*** Opening Input ***

// ============================================================================
// Tests
// ============================================================================

#[cfg(test)]
mod tests {
    use super::*;
    use std::io::Write;
    use tempfile::{NamedTempFile, TempDir};

    // ========================================================================
    // Config Tests
    // ========================================================================

    #[test]
    fn test_default_config() {
        let config = Config::default();
        assert!(config.workspace.is_none());
        assert!(config.uploads_dir.is_none());
        assert!(config.logs_dir.is_none());
        assert_eq!(config.interpreters.python, "python3");
        assert_eq!(config.interpreters.node, "node");
        assert_eq!(config.interpreters.shell, "bash");
        assert_eq!(config.supervisor.reap_interval_seconds, 60);
        assert_eq!(config.bot.max_upload_bytes, 20 * 1024 * 1024);
        assert_eq!(config.bot.max_extracted_bytes, 100 * 1024 * 1024);
        assert!(config.gateways.telegram.is_none());
    }

    #[tokio::test]
    async fn test_load_missing_file_returns_defaults() {
        let tmp_dir = TempDir::new().unwrap();
        let missing_path = tmp_dir.path().join("missing-config.yaml");
        let config = Config::load(&missing_path).await.unwrap();
        assert_eq!(config.supervisor.reap_interval_seconds, 60);
        assert_eq!(config.interpreters.python, "python3");
    }

    #[tokio::test]
    async fn test_load_valid_yaml() {
        let mut file = NamedTempFile::new().unwrap();
        writeln!(
            file,
            r#"
workspace: "/srv/scripthost"
logs_dir: "/var/log/scripthost"
interpreters:
  python: "/usr/bin/python3.12"
supervisor:
  reap_interval_seconds: 15
bot:
  owner_contact: "@owner"
  max_upload_bytes: 1024
  max_extracted_bytes: 4096
gateways:
  telegram:
    bot_token: "test_token"
"#
        )
        .unwrap();

        let config = Config::load(file.path()).await.unwrap();
        assert_eq!(config.workspace, Some(PathBuf::from("/srv/scripthost")));
        assert_eq!(config.interpreters.python, "/usr/bin/python3.12");
        assert_eq!(config.interpreters.node, "node"); // default
        assert_eq!(config.supervisor.reap_interval_seconds, 15);
        assert_eq!(config.bot.owner_contact, "@owner");
        assert_eq!(config.bot.max_upload_bytes, 1024);
        assert_eq!(config.bot.max_extracted_bytes, 4096);
        assert_eq!(config.bot.handler_timeout_seconds, 60); // default

        let telegram = config
            .gateways
            .telegram
            .as_ref()
            .expect("telegram config should exist");
        assert!(telegram.enabled);
        assert_eq!(telegram.bot_token, "test_token");

        let dirs = config.resolve_dirs(file.path());
        assert_eq!(dirs.uploads_dir, PathBuf::from("/srv/scripthost/uploads"));
        assert_eq!(dirs.logs_dir, PathBuf::from("/var/log/scripthost"));
    }

    #[tokio::test]
    async fn test_load_invalid_yaml() {
        let mut file = NamedTempFile::new().unwrap();
        writeln!(file, "invalid: yaml: content: [").unwrap();

        let result = Config::load(file.path()).await;
        assert!(result.is_err());
    }

    #[test]
    fn test_config_error_display() {
        let io_error = ConfigError::Io(std::io::Error::new(
            std::io::ErrorKind::PermissionDenied,
            "test",
        ));
        assert!(io_error.to_string().contains("failed to read config file"));
    }

    // ========================================================================
    // Path Resolution Tests
    // ========================================================================

    #[test]
    fn test_resolve_dirs_defaults_relative_to_config() {
        let config = Config::default();
        let dirs = config.resolve_dirs(Path::new("/etc/scripthost/scripthost.yaml"));
        assert_eq!(
            dirs.uploads_dir,
            PathBuf::from("/etc/scripthost/.scripthost/uploads")
        );
        assert_eq!(
            dirs.logs_dir,
            PathBuf::from("/etc/scripthost/.scripthost/logs")
        );
    }

    #[test]
    fn test_resolve_path_absolute() {
        let result = resolve_path(
            Path::new("/etc/scripthost/scripthost.yaml"),
            Path::new("/var/data/uploads"),
        );
        assert_eq!(result, PathBuf::from("/var/data/uploads"));
    }

    #[test]
    fn test_resolve_path_config_in_current_dir() {
        let result = resolve_path(Path::new("scripthost.yaml"), Path::new(".scripthost/logs"));
        assert_eq!(result, PathBuf::from(".scripthost/logs"));
    }

    // ========================================================================
    // Environment Variable Expansion Tests
    // ========================================================================

    #[test]
    fn test_expand_env_vars_no_vars() {
        let input = "plain string without variables";
        assert_eq!(expand_env_vars(input).unwrap(), input);
    }

    #[test]
    fn test_expand_env_vars_unclosed_brace() {
        let result = expand_env_vars("value: ${UNCLOSED_VAR");
        assert!(matches!(result, Err(ConfigError::UnclosedVarReference)));

        let result = expand_env_vars("value: ${VAR:-default");
        assert!(matches!(result, Err(ConfigError::UnclosedVarReference)));
    }

    #[test]
    fn test_expand_env_vars_required_var() {
        // SAFETY: test-unique variable name
        unsafe { std::env::set_var("SCRIPTHOST_TEST_REQUIRED", "test_value") };
        let result = expand_env_vars("prefix ${SCRIPTHOST_TEST_REQUIRED} suffix").unwrap();
        assert_eq!(result, "prefix test_value suffix");
        unsafe { std::env::remove_var("SCRIPTHOST_TEST_REQUIRED") };
    }

    #[test]
    fn test_expand_env_vars_missing_required_var() {
        // SAFETY: test-unique variable name
        unsafe { std::env::remove_var("SCRIPTHOST_MISSING_12345") };
        match expand_env_vars("value: ${SCRIPTHOST_MISSING_12345}") {
            Err(ConfigError::MissingEnvVar(name)) => assert_eq!(name, "SCRIPTHOST_MISSING_12345"),
            other => panic!("expected MissingEnvVar error, got {other:?}"),
        }
    }

    #[test]
    fn test_expand_env_vars_defaults() {
        // SAFETY: test-unique variable names
        unsafe {
            std::env::remove_var("SCRIPTHOST_UNSET_DEFAULT");
            std::env::set_var("SCRIPTHOST_SET_DEFAULT", "actual");
        }
        let result = expand_env_vars(
            "a: ${SCRIPTHOST_UNSET_DEFAULT:-fallback} b: ${SCRIPTHOST_UNSET_DEFAULT:-} c: ${SCRIPTHOST_SET_DEFAULT:-ignored}",
        )
        .unwrap();
        assert_eq!(result, "a: fallback b:  c: actual");
        unsafe { std::env::remove_var("SCRIPTHOST_SET_DEFAULT") };
    }

    #[test]
    fn test_expand_env_vars_dollar_handling() {
        assert_eq!(
            expand_env_vars("price: $$100 and ${SCRIPTHOST_ESCAPE:-value}").unwrap(),
            "price: $100 and value"
        );
        assert_eq!(expand_env_vars("cost is $50").unwrap(), "cost is $50");
    }

    #[tokio::test]
    async fn test_config_load_with_env_var() {
        // SAFETY: test-unique variable name
        unsafe { std::env::set_var("SCRIPTHOST_TEST_TOKEN", "env_token_value") };

        let mut file = NamedTempFile::new().unwrap();
        writeln!(
            file,
            r#"
gateways:
  telegram:
    bot_token: ${{SCRIPTHOST_TEST_TOKEN}}
"#
        )
        .unwrap();

        let config = Config::load(file.path()).await.unwrap();
        let telegram = config.gateways.telegram.expect("telegram should exist");
        assert_eq!(telegram.bot_token, "env_token_value");

        unsafe { std::env::remove_var("SCRIPTHOST_TEST_TOKEN") };
    }

    #[tokio::test]
    async fn test_config_load_missing_env_var_errors() {
        // SAFETY: test-unique variable name
        unsafe { std::env::remove_var("SCRIPTHOST_DEFINITELY_MISSING") };

        let mut file = NamedTempFile::new().unwrap();
        writeln!(
            file,
            r#"
gateways:
  telegram:
    bot_token: ${{SCRIPTHOST_DEFINITELY_MISSING}}
"#
        )
        .unwrap();

        let err = Config::load(file.path()).await.unwrap_err();
        assert!(err.to_string().contains("SCRIPTHOST_DEFINITELY_MISSING"));
    }
}
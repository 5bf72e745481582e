//! Per-user upload directories.
//!
//! Each user owns `<uploads_dir>/<user>/`. Only plain file names are accepted;
//! anything that could resolve outside the user directory is rejected before
//! touching the filesystem.

use std::ffi::OsStr;
use std::fs::File;
use std::io::{self, Read};
use std::path::{Path, PathBuf};

use tokio::fs;
use tracing::{debug, info, warn};

use crate::error::{SupervisorError, SupervisorResult};
use crate::process::{ScriptKind, UploadKind};

/// Prefix of the hidden staging directory used while extracting an archive.
const STAGING_PREFIX: &str = ".extract-";

/// Delimiter reserved for action tokens; never valid inside a file name.
const TOKEN_DELIMITER: &str = "::";

/// Default cap on the uncompressed size of one archive.
pub const DEFAULT_MAX_EXTRACTED_BYTES: u64 = 100 * 1024 * 1024;

/// A runnable file in a user's workspace.
#[derive(Debug, Clone, PartialEq, Eq)]
pub struct ScriptFile {
    pub name: String,
    pub kind: ScriptKind,
}

/// Root of all per-user upload directories.
#[derive(Debug, Clone)]
pub struct Workspace {
    root: PathBuf,
    max_extracted_bytes: u64,
}

impl Workspace {
    pub fn new(root: impl Into<PathBuf>) -> Self {
        Self {
            root: root.into(),
            max_extracted_bytes: DEFAULT_MAX_EXTRACTED_BYTES,
        }
    }

    /// Limit the total uncompressed size an archive may expand to.
    pub fn with_max_extracted_bytes(mut self, limit: u64) -> Self {
        self.max_extracted_bytes = limit;
        self
    }

    /// Directory for `user`. Not created; see [`Workspace::ensure`].
    pub fn user_dir(&self, user: &str) -> PathBuf {
        self.root.join(user)
    }

    /// Create the user directory if needed and return it.
    pub async fn ensure(&self, user: &str) -> SupervisorResult<PathBuf> {
        validate_name(user)?;
        let dir = self.user_dir(user);
        fs::create_dir_all(&dir)
            .await
            .map_err(|e| SupervisorError::storage(&dir, e))?;
        Ok(dir)
    }

    /// Runnable files in the user's directory, sorted by name.
    pub async fn list_scripts(&self, user: &str) -> SupervisorResult<Vec<ScriptFile>> {
        let dir = self.ensure(user).await?;
        let mut entries = fs::read_dir(&dir)
            .await
            .map_err(|e| SupervisorError::storage(&dir, e))?;

        let mut scripts = Vec::new();
        while let Some(entry) = entries
            .next_entry()
            .await
            .map_err(|e| SupervisorError::storage(&dir, e))?
        {
            let Ok(file_type) = entry.file_type().await else {
                continue;
            };
            if !file_type.is_file() {
                continue;
            }
            let Ok(name) = entry.file_name().into_string() else {
                continue;
            };
            if validate_name(&name).is_err() {
                continue;
            }
            if let Some(kind) = ScriptKind::from_file_name(&name) {
                scripts.push(ScriptFile { name, kind });
            }
        }

        scripts.sort_by(|a, b| a.name.cmp(&b.name));
        Ok(scripts)
    }

    /// Store an uploaded file, replacing any file with the same name.
    ///
    /// Instances already running from a replaced file keep running.
    pub async fn save_upload(
        &self,
        user: &str,
        file_name: &str,
        bytes: &[u8],
    ) -> SupervisorResult<PathBuf> {
        validate_name(file_name)?;
        if UploadKind::from_file_name(file_name).is_none() {
            return Err(SupervisorError::unsupported_type(file_name));
        }

        let path = self.ensure(user).await?.join(file_name);
        fs::write(&path, bytes)
            .await
            .map_err(|e| SupervisorError::storage(&path, e))?;

        info!(user, file = file_name, bytes = bytes.len(), "Saved upload");
        Ok(path)
    }

    /// Unpack a zip archive into the user's directory, then delete it.
    ///
    /// Entries are first written to a hidden staging directory and only moved
    /// into place once the whole archive has been read. On a read failure, or
    /// when the archive expands past the size limit, the archive is left where
    /// it is. Top-level entries that are not valid file names are dropped.
    /// Returns the top-level names that were moved into place.
    pub async fn extract_archive(
        &self,
        user: &str,
        archive: &Path,
    ) -> SupervisorResult<Vec<String>> {
        let user_dir = self.ensure(user).await?;
        let staging = user_dir.join(format!("{STAGING_PREFIX}{}", ulid::Ulid::new()));

        let archive_path = archive.to_path_buf();
        let staging_dir = staging.clone();
        let limit = self.max_extracted_bytes;
        let result = tokio::task::spawn_blocking(move || {
            unpack_to_staging(&archive_path, &staging_dir, limit)
        })
        .await
        .unwrap_or_else(|e| {
            Err(SupervisorError::corrupt_archive(
                archive,
                format!("extraction task failed: {e}"),
            ))
        });

        if let Err(e) = result {
            let _ = fs::remove_dir_all(&staging).await;
            warn!(user, archive = %archive.display(), error = %e, "Archive extraction failed");
            return Err(e);
        }

        let staged = staging.clone();
        let target = user_dir.clone();
        let archive_name = archive.file_name().map(OsStr::to_os_string);
        let moved = tokio::task::spawn_blocking(move || {
            promote_staged(&staged, &target, archive_name.as_deref())
        })
        .await
        .map_err(|e| SupervisorError::storage(&staging, io::Error::other(e)))
        .and_then(|r| r);
        let _ = fs::remove_dir_all(&staging).await;
        let moved = moved?;

        fs::remove_file(archive)
            .await
            .map_err(|e| SupervisorError::storage(archive, e))?;

        info!(user, archive = %archive.display(), entries = moved.len(), "Extracted archive");
        Ok(moved)
    }

    /// Remove a file. Returns whether it existed.
    ///
    /// Running instances are not touched; see `Supervisor::cascade_delete`.
    pub async fn delete_script(&self, user: &str, file_name: &str) -> SupervisorResult<bool> {
        validate_name(file_name)?;
        let path = self.user_dir(user).join(file_name);
        match fs::remove_file(&path).await {
            Ok(()) => {
                info!(user, file = file_name, "Deleted script");
                Ok(true)
            }
            Err(e) if e.kind() == io::ErrorKind::NotFound => Ok(false),
            Err(e) => Err(SupervisorError::storage(&path, e)),
        }
    }

    /// Path to an existing regular file in the user's directory.
    pub async fn script_path(&self, user: &str, file_name: &str) -> Option<PathBuf> {
        if validate_name(user).is_err() || validate_name(file_name).is_err() {
            return None;
        }
        let path = self.user_dir(user).join(file_name);
        match fs::metadata(&path).await {
            Ok(meta) if meta.is_file() => Some(path),
            _ => None,
        }
    }
}

/// Reject anything that is not a single plain path component.
fn validate_name(name: &str) -> SupervisorResult<()> {
    let valid = !name.is_empty()
        && name != "."
        && name != ".."
        && !name.starts_with('.')
        && !name.contains(['/', '\\', '\0'])
        && !name.contains(TOKEN_DELIMITER);
    if valid {
        Ok(())
    } else {
        Err(SupervisorError::invalid_file_name(name))
    }
}

// ============================================================================
// Archive Extraction (blocking)
// ============================================================================

fn unpack_to_staging(archive_path: &Path, staging: &Path, limit: u64) -> SupervisorResult<()> {
    let file = File::open(archive_path)
        .map_err(|e| SupervisorError::corrupt_archive(archive_path, e))?;
    let mut archive =
        zip::ZipArchive::new(file).map_err(|e| SupervisorError::corrupt_archive(archive_path, e))?;

    std::fs::create_dir_all(staging).map_err(|e| SupervisorError::storage(staging, e))?;

    let too_large = || {
        SupervisorError::corrupt_archive(archive_path, format!("expands past {limit} bytes"))
    };
    let mut total: u64 = 0;
    for index in 0..archive.len() {
        let mut entry = archive
            .by_index(index)
            .map_err(|e| SupervisorError::corrupt_archive(archive_path, e))?;

        let Some(relative) = entry.enclosed_name() else {
            warn!(entry = entry.name(), "Skipping archive entry outside the workspace");
            continue;
        };
        let dest = staging.join(relative);

        if entry.is_dir() {
            std::fs::create_dir_all(&dest).map_err(|e| SupervisorError::storage(&dest, e))?;
            continue;
        }

        if let Some(parent) = dest.parent() {
            std::fs::create_dir_all(parent).map_err(|e| SupervisorError::storage(parent, e))?;
        }
        // The declared size can lie, so the copy itself is capped too.
        let remaining = limit.saturating_sub(total);
        if entry.size() > remaining {
            return Err(too_large());
        }
        let mut out = File::create(&dest).map_err(|e| SupervisorError::storage(&dest, e))?;
        let copied = io::copy(&mut (&mut entry).take(remaining + 1), &mut out)
            .map_err(|e| SupervisorError::corrupt_archive(archive_path, e))?;
        if copied > remaining {
            return Err(too_large());
        }
        total += copied;
        debug!(entry = %dest.display(), "Unpacked archive entry");
    }

    Ok(())
}

/// Move every top-level entry of `staging` into `target`.
///
/// Entries whose names could not be run or deleted later, and an entry named
/// like the archive itself, stay behind and are removed with the staging dir.
fn promote_staged(
    staging: &Path,
    target: &Path,
    archive_name: Option<&OsStr>,
) -> SupervisorResult<Vec<String>> {
    let mut moved = Vec::new();
    let entries = std::fs::read_dir(staging).map_err(|e| SupervisorError::storage(staging, e))?;
    for entry in entries {
        let entry = entry.map_err(|e| SupervisorError::storage(staging, e))?;
        let os_name = entry.file_name();
        let Some(name) = os_name.to_str().filter(|n| validate_name(n).is_ok()) else {
            warn!(entry = ?os_name, "Skipping archive entry with an unusable name");
            continue;
        };
        if Some(os_name.as_os_str()) == archive_name {
            warn!(entry = name, "Skipping archive entry named like the archive");
            continue;
        }
        move_entry(&entry.path(), &target.join(name))?;
        moved.push(name.to_string());
    }
    moved.sort();
    Ok(moved)
}

/// Rename `src` onto `dst`, merging directories that already exist.
fn move_entry(src: &Path, dst: &Path) -> SupervisorResult<()> {
    if src.is_dir() && dst.is_dir() {
        let entries = std::fs::read_dir(src).map_err(|e| SupervisorError::storage(src, e))?;
        for entry in entries {
            let entry = entry.map_err(|e| SupervisorError::storage(src, e))?;
            move_entry(&entry.path(), &dst.join(entry.file_name()))?;
        }
        return Ok(());
    }
    std::fs::rename(src, dst).map_err(|e| SupervisorError::storage(dst, e))
}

*** Closing Input ***

* Your goal: Out of the data above, transcribe exactly and only the lines starting with the line that has "if entry.size() >" and going on through the line that has "let copied = io::copy(&mut", both included.

* Answer to the exercise:
        if entry.size() > remaining {
            return Err(too_large());
        }
        let mut out = File::create(&dest).map_err(|e| SupervisorError::storage(&dest, e))?;
        let copied = io::copy(&mut (&mut entry).take(remaining + 1), &mut out)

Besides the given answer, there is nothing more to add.